At 21, I was sure my career trajectory would be stellar. I was intelligent and ambitious, and knew how to play the game. Then the chronic daily headache I’d lived with for 10 years refused to be ignored any longer. The pain, dizziness, and nausea skyrocketed. Six months into graduate school, I was having colleagues teach my classes because I couldn’t get out of bed. I’d leave classes in which I was a student to lie on the floor of my office, too dizzy to remain upright. One memorable day, my husband and a friend carried me up the stairs to my apartment because I couldn’t walk.
Still, I finished my coursework, got a job, and wrote my thesis on the side, graduating 18 months later than planned. All the while, I believed the “headaches” (the migraine diagnosis came later) would go away and I could resume an upward trajectory. Debility from migraine is the only upward trajectory that followed. This August will be the 10 year anniversary of me leaving my last traditional job because I was too sick to work.

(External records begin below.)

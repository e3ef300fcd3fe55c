//! Owned, immutable XML document model.
//!
//! Documents are parsed with `roxmltree` and copied into an arena of elements
//! indexed in document order, so they can be cached and shared between rules
//! without borrowing the source text.

use std::fmt;
use std::path::{Path, PathBuf};

use roxmltree::{Document, Node, ParsingOptions};
use tracing::debug;

use crate::error::XmlError;

/// Index of an element inside its [`XmlDocument`]. Ordering is document order.
#[derive(Debug, Clone, Copy, PartialEq, Eq, PartialOrd, Ord, Hash)]
pub struct ElementId(usize);

impl ElementId {
    pub fn index(self) -> usize {
        self.0
    }
}

#[derive(Debug, Clone, PartialEq, Eq)]
pub struct Attribute {
    pub prefix: Option<String>,
    pub namespace: Option<String>,
    pub local_name: String,
    pub value: String,
}

impl Attribute {
    /// Name as written in the document, e.g. `xlink:href`.
    pub fn qualified_name(&self) -> String {
        match &self.prefix {
            Some(prefix) => format!("{prefix}:{}", self.local_name),
            None => self.local_name.clone(),
        }
    }
}

#[derive(Debug, Clone)]
pub(crate) enum Content {
    Text(String),
    Element(ElementId),
}

#[derive(Debug, Clone)]
pub(crate) struct ElementData {
    pub(crate) prefix: Option<String>,
    pub(crate) namespace: Option<String>,
    pub(crate) local_name: String,
    pub(crate) attributes: Vec<Attribute>,
    pub(crate) content: Vec<Content>,
    pub(crate) children: Vec<ElementId>,
    pub(crate) parent: Option<ElementId>,
}

#[derive(Debug, Clone)]
pub struct XmlDocument {
    elements: Vec<ElementData>,
    source: Option<PathBuf>,
}

impl XmlDocument {
    /// Parse a document from text.
    pub fn parse(text: &str) -> Result<Self, XmlError> {
        Self::parse_inner(text).map_err(|message| XmlError::Parse { message })
    }

    /// Read and parse a document from disk.
    pub fn load(path: &Path) -> Result<Self, XmlError> {
        let bytes = std::fs::read(path).map_err(|e| XmlError::io(path, e))?;
        let text = String::from_utf8(bytes).map_err(|_| XmlError::Encoding {
            path: path.to_path_buf(),
        })?;
        let mut document =
            Self::parse_inner(&text).map_err(|message| XmlError::ParseFile {
                path: path.to_path_buf(),
                message,
            })?;
        document.source = Some(path.to_path_buf());
        debug!(
            path = %path.display(),
            elements = document.element_count(),
            "parsed XML document"
        );
        Ok(document)
    }

    fn parse_inner(text: &str) -> Result<Self, String> {
        let text = text.strip_prefix('\u{feff}').unwrap_or(text);
        let options = ParsingOptions {
            allow_dtd: true,
            ..ParsingOptions::default()
        };
        let parsed = Document::parse_with_options(text, options).map_err(|e| e.to_string())?;
        let mut elements = Vec::new();
        build_element(parsed.root_element(), None, &mut elements);
        Ok(Self {
            elements,
            source: None,
        })
    }

    pub fn source(&self) -> Option<&Path> {
        self.source.as_deref()
    }

    pub fn root(&self) -> Element<'_> {
        Element {
            document: self,
            id: ElementId(0),
        }
    }

    pub fn element(&self, id: ElementId) -> Element<'_> {
        Element { document: self, id }
    }

    pub fn element_count(&self) -> usize {
        self.elements.len()
    }

    pub(crate) fn data(&self, id: ElementId) -> &ElementData {
        &self.elements[id.0]
    }
}

fn build_element(
    node: Node<'_, '_>,
    parent: Option<ElementId>,
    elements: &mut Vec<ElementData>,
) -> ElementId {
    let id = ElementId(elements.len());
    let tag = node.tag_name();
    let namespace = tag.namespace().map(str::to_string);
    let prefix = tag
        .namespace()
        .and_then(|uri| node.lookup_prefix(uri))
        .filter(|prefix| !prefix.is_empty())
        .map(str::to_string);
    let attributes = node
        .attributes()
        .map(|attr| Attribute {
            prefix: attr
                .namespace()
                .and_then(|uri| node.lookup_prefix(uri))
                .filter(|prefix| !prefix.is_empty())
                .map(str::to_string),
            namespace: attr.namespace().map(str::to_string),
            local_name: attr.name().to_string(),
            value: attr.value().to_string(),
        })
        .collect();
    elements.push(ElementData {
        prefix,
        namespace,
        local_name: tag.name().to_string(),
        attributes,
        content: Vec::new(),
        children: Vec::new(),
        parent,
    });

    for child in node.children() {
        if child.is_element() {
            let child_id = build_element(child, Some(id), elements);
            elements[id.0].children.push(child_id);
            elements[id.0].content.push(Content::Element(child_id));
        } else if child.is_text() {
            if let Some(text) = child.text() {
                elements[id.0].content.push(Content::Text(text.to_string()));
            }
        }
    }
    id
}

/// Borrowed view of one element.
#[derive(Clone, Copy)]
pub struct Element<'a> {
    document: &'a XmlDocument,
    id: ElementId,
}

impl<'a> Element<'a> {
    pub fn id(&self) -> ElementId {
        self.id
    }

    pub fn document(&self) -> &'a XmlDocument {
        self.document
    }

    fn data(&self) -> &'a ElementData {
        self.document.data(self.id)
    }

    pub fn local_name(&self) -> &'a str {
        &self.data().local_name
    }

    pub fn namespace(&self) -> Option<&'a str> {
        self.data().namespace.as_deref()
    }

    pub fn prefix(&self) -> Option<&'a str> {
        self.data().prefix.as_deref()
    }

    /// Tag name as written in the document, e.g. `mods:titleInfo`.
    pub fn qualified_name(&self) -> String {
        match self.prefix() {
            Some(prefix) => format!("{prefix}:{}", self.local_name()),
            None => self.local_name().to_string(),
        }
    }

    pub fn attributes(&self) -> &'a [Attribute] {
        &self.data().attributes
    }

    /// Look up an attribute by its qualified name.
    pub fn attribute(&self, qualified_name: &str) -> Option<&'a Attribute> {
        self.attributes()
            .iter()
            .find(|attr| attr.qualified_name() == qualified_name)
    }

    pub fn parent(&self) -> Option<Element<'a>> {
        self.data().parent.map(|id| self.document.element(id))
    }

    pub fn children(&self) -> impl Iterator<Item = Element<'a>> + use<'a> {
        let document = self.document;
        self.data()
            .children
            .iter()
            .map(move |id| document.element(*id))
    }

    pub fn child_ids(&self) -> &'a [ElementId] {
        &self.data().children
    }

    /// Concatenation of this element's own text nodes, excluding descendants.
    pub fn direct_text(&self) -> String {
        self.data()
            .content
            .iter()
            .filter_map(|content| match content {
                Content::Text(text) => Some(text.as_str()),
                Content::Element(_) => None,
            })
            .collect()
    }

    /// XPath string-value: all descendant text in document order.
    pub fn string_value(&self) -> String {
        let mut out = String::new();
        collect_text(self.document, self.id, &mut out);
        out
    }
}

fn collect_text(document: &XmlDocument, id: ElementId, out: &mut String) {
    for content in &document.data(id).content {
        match content {
            Content::Text(text) => out.push_str(text),
            Content::Element(child) => collect_text(document, *child, out),
        }
    }
}

impl fmt::Debug for Element<'_> {
    fn fmt(&self, f: &mut fmt::Formatter<'_>) -> fmt::Result {
        f.debug_struct("Element")
            .field("id", &self.id)
            .field("name", &self.qualified_name())
            .finish()
    }
}

impl PartialEq for Element<'_> {
    fn eq(&self, other: &Self) -> bool {
        std::ptr::eq(self.document, other.document) && self.id == other.id
    }
}

impl Eq for Element<'_> {}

Although I’m loathe to thank chronic migraine for anything, this debilitating, infuriating illness has given me a career I love. When I think about the thousands of people who are comforted by my stories about the emotional turmoil of migraine or are better equipped to manage their treatment because of information I’ve shared, I know I’m highly successful. When I consider that my husband doesn’t sleep at night because he’s so stressed about money and how to pursue his own dreams while keeping us in health insurance, I feel like a colossal failure.

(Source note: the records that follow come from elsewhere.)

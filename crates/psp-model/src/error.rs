use thiserror::Error;

#[derive(Debug, Clone, PartialEq, Eq, Error)]
pub enum ModelError {
    #[error("invalid level '{value}' (expected INFO, WARNING or ERROR)")]
    InvalidLevel { value: String },
    #[error("unknown document type '{value}'")]
    InvalidDocumentType { value: String },
    #[error("invalid fDMF version '{value}'")]
    InvalidVersion { value: String },
    #[error("invalid fDMF key '{value}' (expected <type>_<version>)")]
    InvalidDmfKey { value: String },
}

At 36, I should be taking on the world, climbing the ladder, supporting myself financially, pursuing my dreams. Instead, I make some money writing, but cannot pursue enough freelance work to keep my household afloat. Success is not just about money or graduate degrees, but without them, I can’t help but feel like I occupy a less important place in the world than I should at this stage in my life.
I’m not sharing these thoughts so you’ll tell me how important my writing is or reassure me that I matter. I recognize I’m successful despite migraine, the point is that I don’t want to be anything ”despite” migraine. I want to be successful period.